Essen. . Eine aktuelle Statistik zeigt: Nicht immer passen die Berufswünsche der Jugendlichen und die Erwartungen der Arbeitgeber zusammen.
216 Ausbildungsstellen – so viele blieben bis Ende September in Essen unbesetzt. Das zeigen aktuelle Daten der Agentur für Arbeit. Im Vergleich zum Vorjahr bedeutet das ein Plus von 65 Ausbildungsplätzen, für die die Betriebe keinen passenden Bewerber finden konnten.
Insgesamt gab es 2015 mehr angebotene Lehrstellen und weniger Bewerber: „Die Schere ist zwar kleiner geworden, aber wir können nicht von einer Entspannung sprechen“, erklärt Klaus Peters, Leiter der Arbeitsagentur. Am größten ist der Mangel bei den Kaufleuten im Büromanagement. Außerdem fehlen junge Leute, die sich zum Friseur ausbilden lassen wollen.

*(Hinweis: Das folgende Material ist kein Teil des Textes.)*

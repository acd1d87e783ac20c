//! SQLite state store.
//!
//! Holds generated artifacts, the per-path hash ledger, the last synced
//! revision, threshold controller history and a run audit log. Each method
//! opens its own connection, so a `Database` is freely shareable across the
//! executor's worker threads.

use std::path::{Path, PathBuf};
use std::time::Duration;

use rusqlite::{params, Connection, OptionalExtension};

use crate::errors::{SyncError, SyncResult};
use crate::models::{now_millis, Artifact, ParsedFile, ThresholdRecord};
use crate::ports::{ArtifactStore, SyncLedger, SyncRun};
use crate::store::schema;

const LAST_REVISION_KEY: &str = "last_revision";

/// Expand a leading `~` to the user's home directory.
fn expand_tilde(path: &str) -> PathBuf {
    if path == "~" || path.starts_with("~/") {
        if let Some(home) = std::env::var_os("HOME") {
            let mut expanded = PathBuf::from(home);
            if path.len() > 2 {
                expanded.push(&path[2..]);
            }
            return expanded;
        }
    }
    PathBuf::from(path)
}

fn resolve(path: &Path) -> SyncResult<PathBuf> {
    let expanded = expand_tilde(&path.to_string_lossy());
    if expanded.is_absolute() {
        Ok(expanded)
    } else {
        Ok(std::env::current_dir()?.join(expanded))
    }
}

#[derive(Debug, Clone)]
pub struct Database {
    db_path: PathBuf,
}

impl Database {
    /// Resolve the path and create missing parent directories. The schema is
    /// not touched until [`Database::init_schema`].
    pub fn new(db_path: impl AsRef<Path>) -> SyncResult<Self> {
        let resolved = resolve(db_path.as_ref())?;
        if let Some(parent) = resolved.parent() {
            std::fs::create_dir_all(parent)?;
        }
        Ok(Self { db_path: resolved })
    }

    /// Open, initialise and migrate in one step.
    pub fn open(db_path: impl AsRef<Path>) -> SyncResult<Self> {
        let db = Self::new(db_path)?;
        db.init_schema()?;
        Ok(db)
    }

    pub fn db_path(&self) -> &Path {
        &self.db_path
    }

    fn connect(&self) -> SyncResult<Connection> {
        let conn = Connection::open(&self.db_path)?;
        conn.busy_timeout(Duration::from_secs(5))?;
        Ok(conn)
    }

    pub fn init_schema(&self) -> SyncResult<()> {
        let conn = self.connect()?;
        conn.execute_batch("PRAGMA journal_mode = WAL;")?;
        for stmt in schema::SCHEMA_STATEMENTS {
            conn.execute_batch(stmt)?;
        }
        schema::migrate_schema(&conn)?;
        Ok(())
    }

    pub fn get_meta(&self, key: &str) -> SyncResult<Option<String>> {
        let conn = self.connect()?;
        let value = conn
            .query_row(
                "SELECT value FROM sync_meta WHERE key = ?1 LIMIT 1;",
                params![key],
                |row| row.get(0),
            )
            .optional()?;
        Ok(value)
    }

    pub fn set_meta(&self, key: &str, value: &str) -> SyncResult<()> {
        let conn = self.connect()?;
        conn.execute(
            "INSERT INTO sync_meta(key, value) VALUES(?1, ?2) \
             ON CONFLICT(key) DO UPDATE SET value = excluded.value;",
            params![key, value],
        )?;
        Ok(())
    }

    /// Most recent `limit` audit rows, oldest first.
    pub fn recent_runs(&self, limit: usize) -> SyncResult<Vec<SyncRun>> {
        let conn = self.connect()?;
        let mut stmt = conn.prepare(
            "SELECT revision, strategy, changed_files, completed_operations, \
                    failed_operations, conflicts, success, elapsed_ms \
             FROM sync_runs ORDER BY id DESC LIMIT ?1;",
        )?;
        let rows = stmt.query_map(params![limit as i64], |row| {
            Ok(SyncRun {
                revision: row.get(0)?,
                strategy: row.get(1)?,
                changed_files: row.get::<_, i64>(2)? as usize,
                completed_operations: row.get::<_, i64>(3)? as usize,
                failed_operations: row.get::<_, i64>(4)? as usize,
                conflicts: row.get::<_, i64>(5)? as usize,
                success: row.get::<_, i64>(6)? != 0,
                elapsed_ms: row.get::<_, i64>(7)? as u64,
            })
        })?;
        let mut runs = rows.collect::<Result<Vec<_>, _>>()?;
        runs.reverse();
        Ok(runs)
    }

    /// Copy the database to `destination` with the SQLite backup API.
    pub fn backup_to(&self, destination: impl AsRef<Path>) -> SyncResult<PathBuf> {
        let resolved = resolve(destination.as_ref())?;
        if let Some(parent) = resolved.parent() {
            std::fs::create_dir_all(parent)?;
        }
        let src = self.connect()?;
        let mut dst = Connection::open(&resolved)?;
        let backup = rusqlite::backup::Backup::new(&src, &mut dst)?;
        backup.run_to_completion(100, Duration::from_millis(10), None)?;
        Ok(resolved)
    }

    pub fn restore_from(&self, source: impl AsRef<Path>) -> SyncResult<()> {
        let resolved = resolve(source.as_ref())?;
        if !resolved.exists() {
            return Err(SyncError::Io(std::io::Error::new(
                std::io::ErrorKind::NotFound,
                format!("Backup file does not exist: {}", resolved.display()),
            )));
        }
        let src = Connection::open(&resolved)?;
        let mut dst = self.connect()?;
        let backup = rusqlite::backup::Backup::new(&src, &mut dst)?;
        backup.run_to_completion(100, Duration::from_millis(10), None)?;
        Ok(())
    }
}

// ---------------------------------------------------------------------------
// Artifact storage
// ---------------------------------------------------------------------------

impl ArtifactStore for Database {
    fn load(&self, id: &str) -> SyncResult<Option<Artifact>> {
        let conn = self.connect()?;
        let row = conn
            .query_row(
                "SELECT id, title, content, base_content, source_files_json, updated_at \
                 FROM artifacts WHERE id = ?1;",
                params![id],
                |row| {
                    Ok((
                        row.get::<_, String>(0)?,
                        row.get::<_, String>(1)?,
                        row.get::<_, String>(2)?,
                        row.get::<_, Option<String>>(3)?,
                        row.get::<_, String>(4)?,
                        row.get::<_, i64>(5)?,
                    ))
                },
            )
            .optional()?;
        match row {
            None => Ok(None),
            Some((id, title, content, base_content, sources, updated_at)) => Ok(Some(Artifact {
                id,
                title,
                content,
                base_content,
                source_files: serde_json::from_str(&sources)?,
                updated_at,
            })),
        }
    }

    fn save(&self, artifact: &Artifact) -> SyncResult<()> {
        let conn = self.connect()?;
        let sources = serde_json::to_string(&artifact.source_files)?;
        conn.execute(
            "INSERT INTO artifacts(id, title, content, base_content, source_files_json, updated_at) \
             VALUES (?1, ?2, ?3, ?4, ?5, ?6) \
             ON CONFLICT(id) DO UPDATE SET \
                title = excluded.title, \
                content = excluded.content, \
                base_content = excluded.base_content, \
                source_files_json = excluded.source_files_json, \
                updated_at = excluded.updated_at;",
            params![
                artifact.id,
                artifact.title,
                artifact.content,
                artifact.base_content,
                sources,
                artifact.updated_at
            ],
        )?;
        Ok(())
    }

    fn list(&self) -> SyncResult<Vec<String>> {
        let conn = self.connect()?;
        let mut stmt = conn.prepare("SELECT id FROM artifacts ORDER BY id;")?;
        let ids = stmt.query_map([], |row| row.get::<_, String>(0))?;
        Ok(ids.collect::<Result<Vec<_>, _>>()?)
    }

    fn delete(&self, id: &str) -> SyncResult<bool> {
        let conn = self.connect()?;
        let removed = conn.execute("DELETE FROM artifacts WHERE id = ?1;", params![id])?;
        Ok(removed > 0)
    }
}

// ---------------------------------------------------------------------------
// Ledger
// ---------------------------------------------------------------------------

impl SyncLedger for Database {
    fn file_hash(&self, path: &str) -> SyncResult<Option<String>> {
        let conn = self.connect()?;
        let hash = conn
            .query_row(
                "SELECT content_hash FROM file_hashes WHERE path = ?1;",
                params![path],
                |row| row.get(0),
            )
            .optional()?;
        Ok(hash)
    }

    fn set_file_hash(&self, path: &str, hash: &str) -> SyncResult<()> {
        let conn = self.connect()?;
        conn.execute(
            "INSERT INTO file_hashes(path, content_hash, updated_at) VALUES (?1, ?2, ?3) \
             ON CONFLICT(path) DO UPDATE SET \
                content_hash = excluded.content_hash, updated_at = excluded.updated_at;",
            params![path, hash, now_millis()],
        )?;
        Ok(())
    }

    fn remove_file_hash(&self, path: &str) -> SyncResult<()> {
        let conn = self.connect()?;
        conn.execute("DELETE FROM file_hashes WHERE path = ?1;", params![path])?;
        Ok(())
    }

    fn tracked_files(&self) -> SyncResult<Vec<String>> {
        let conn = self.connect()?;
        let mut stmt = conn.prepare("SELECT path FROM file_hashes ORDER BY path;")?;
        let paths = stmt.query_map([], |row| row.get::<_, String>(0))?;
        Ok(paths.collect::<Result<Vec<_>, _>>()?)
    }

    fn last_revision(&self) -> SyncResult<Option<String>> {
        self.get_meta(LAST_REVISION_KEY)
    }

    fn set_last_revision(&self, revision: &str) -> SyncResult<()> {
        self.set_meta(LAST_REVISION_KEY, revision)
    }

    fn threshold_history(&self, limit: usize) -> SyncResult<Vec<ThresholdRecord>> {
        let conn = self.connect()?;
        let mut stmt = conn.prepare(
            "SELECT project_size, change_percentage, used_incremental, success, update_time_ms \
             FROM threshold_history ORDER BY id DESC LIMIT ?1;",
        )?;
        let rows = stmt.query_map(params![limit as i64], |row| {
            Ok(ThresholdRecord {
                project_size: row.get::<_, i64>(0)? as usize,
                change_percentage: row.get(1)?,
                used_incremental: row.get::<_, i64>(2)? != 0,
                success: row.get::<_, i64>(3)? != 0,
                update_time_ms: row.get::<_, i64>(4)? as u64,
            })
        })?;
        let mut records = rows.collect::<Result<Vec<_>, _>>()?;
        records.reverse();
        Ok(records)
    }

    fn record_threshold(&self, record: &ThresholdRecord) -> SyncResult<()> {
        let conn = self.connect()?;
        conn.execute(
            "INSERT INTO threshold_history(project_size, change_percentage, used_incremental, \
                                           success, update_time_ms, recorded_at) \
             VALUES (?1, ?2, ?3, ?4, ?5, ?6);",
            params![
                record.project_size as i64,
                record.change_percentage,
                record.used_incremental as i64,
                record.success as i64,
                record.update_time_ms as i64,
                now_millis()
            ],
        )?;
        Ok(())
    }

    fn record_run(&self, run: &SyncRun) -> SyncResult<()> {
        let conn = self.connect()?;
        conn.execute(
            "INSERT INTO sync_runs(revision, strategy, changed_files, completed_operations, \
                                   failed_operations, conflicts, success, elapsed_ms, created_at) \
             VALUES (?1, ?2, ?3, ?4, ?5, ?6, ?7, ?8, ?9);",
            params![
                run.revision,
                run.strategy,
                run.changed_files as i64,
                run.completed_operations as i64,
                run.failed_operations as i64,
                run.conflicts as i64,
                run.success as i64,
                run.elapsed_ms as i64,
                now_millis()
            ],
        )?;
        Ok(())
    }

    fn baseline_files(&self) -> SyncResult<Vec<ParsedFile>> {
        let conn = self.connect()?;
        let mut stmt = conn.prepare("SELECT payload_json FROM baseline_files ORDER BY path;")?;
        let payloads = stmt.query_map([], |row| row.get::<_, String>(0))?;
        let mut files = Vec::new();
        for payload in payloads {
            files.push(serde_json::from_str(&payload?)?);
        }
        Ok(files)
    }

    fn set_baseline_files(&self, files: &[ParsedFile]) -> SyncResult<()> {
        let mut conn = self.connect()?;
        let tx = conn.transaction()?;
        tx.execute("DELETE FROM baseline_files;", [])?;
        {
            let mut insert = tx.prepare(
                "INSERT OR REPLACE INTO baseline_files(path, payload_json) VALUES (?1, ?2);",
            )?;
            for file in files {
                insert.execute(params![file.path, serde_json::to_string(file)?])?;
            }
        }
        tx.commit()?;
        tracing::debug!(files = files.len(), "baseline stored");
        Ok(())
    }
}
pub mod changes;
pub mod pipeline;
pub mod updater;

pub use changes::{detect_file_changes, DetectedChanges};
pub use pipeline::{CycleReport, SyncContext, SyncEngine};
pub use updater::{ArtifactConflict, ArtifactOutcome, ArtifactUpdater};
//! Change impact propagation with graph-aware dependents.
//!
//! File changes seed direct impacts (one per file, one per symbol declared in
//! it). Reverse dependency edges are then followed breadth first, decaying
//! the impact level one step per hop, and every symbol impact is mapped to
//! the artifacts that document it.

use std::collections::{HashMap, HashSet, VecDeque};

use indexmap::IndexMap;
use serde::{Deserialize, Serialize};

use crate::config::ImpactConfig;
use crate::indexer::symbols::SymbolGraph;
use crate::models::{
    AffectedArtifact, ChangeBreakdown, ChangeInfo, ChangeType, ImpactCategory, ImpactLevel,
    ImpactNode, NodeKind, RiskLevel, SymbolSnapshot, UpdatePriority,
};
use crate::query::artifacts::{module_artifact_id, ArtifactGraph, ArtifactIndex, API_REFERENCE};
use crate::query::guards::{clamp_depth, MAX_GRAPH_VISITED, MAX_IMPACT_DEPTH};

const DIRECT_WEIGHT: u64 = 100;
const INDIRECT_WEIGHT: u64 = 50;
const ARTIFACT_CHANGE_WEIGHT: u64 = 30;

pub const PREFER_FULL_REGENERATION: &str = "prefer full regeneration over incremental";

pub fn file_node_id(path: &str) -> String {
    format!("file:{path}")
}

pub fn symbol_node_id(symbol_id: &str) -> String {
    format!("symbol:{symbol_id}")
}

// ---------------------------------------------------------------------------
// Result types
// ---------------------------------------------------------------------------

/// Quick risk verdict computed alongside the impact sets.
#[derive(Debug, Clone, PartialEq, Eq, Serialize, Deserialize)]
pub struct LocalRisk {
    pub level: RiskLevel,
    /// Any deletion in the change set.
    pub breaking: bool,
    pub reasons: Vec<String>,
    pub recommendations: Vec<String>,
}

#[derive(Debug, Clone, PartialEq, Serialize, Deserialize)]
pub struct ImpactResult {
    pub direct: Vec<ImpactNode>,
    pub indirect: Vec<ImpactNode>,
    /// Sorted by priority, most urgent first, then by id.
    pub affected_artifacts: Vec<AffectedArtifact>,
    /// Artifact ids, dependencies first.
    pub update_order: Vec<String>,
    pub estimated_effort: u64,
    pub risk: LocalRisk,
    pub breakdown: ChangeBreakdown,
    /// Change records skipped as malformed.
    pub warnings: Vec<String>,
}

impl ImpactResult {
    pub fn is_empty(&self) -> bool {
        self.direct.is_empty()
    }

    pub fn nodes(&self) -> impl Iterator<Item = &ImpactNode> {
        self.direct.iter().chain(self.indirect.iter())
    }
}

Abiturienten drängen an die Unis
Aktuelle Zahlen der Industrie- und Handelskammer (IHK) zeigen ein ähnliches Bild. Bis Ende September registrierte die IHK in Essen 2625 neu eingetragene Ausbildungsverhältnisse. Im Vorjahr waren das 15 mehr. „Mit einem Minus von 0,6 Prozent ist Essen noch einmal mit einem blauen Auge davon gekommen“, meint Hans Michaelsen, Geschäftsführer der Aus- und Weiterbildung bei der IHK. Einbrüche habe es vor allem in der Metall-, Elektro- und in der Baubranche gegeben. „Das ist sehr schmerzhaft“, so Michaelsen. Die Unternehmen fänden keine Leute, die geeignet und bereit dazu sind, diese Berufe zu lernen. Dieter Hillebrand vom Deutschen Gewerkschaftsbund (DGB) hat eine Erklärung: „Bestimmte Berufe sind heute nicht mehr sexy genug.“
Den 216 freien Ausbildungsplätzen standen Ende September noch 163 Bewerber gegenüber, die keine passende Lehrstelle gefunden haben. Das sind zehn mehr als 2014.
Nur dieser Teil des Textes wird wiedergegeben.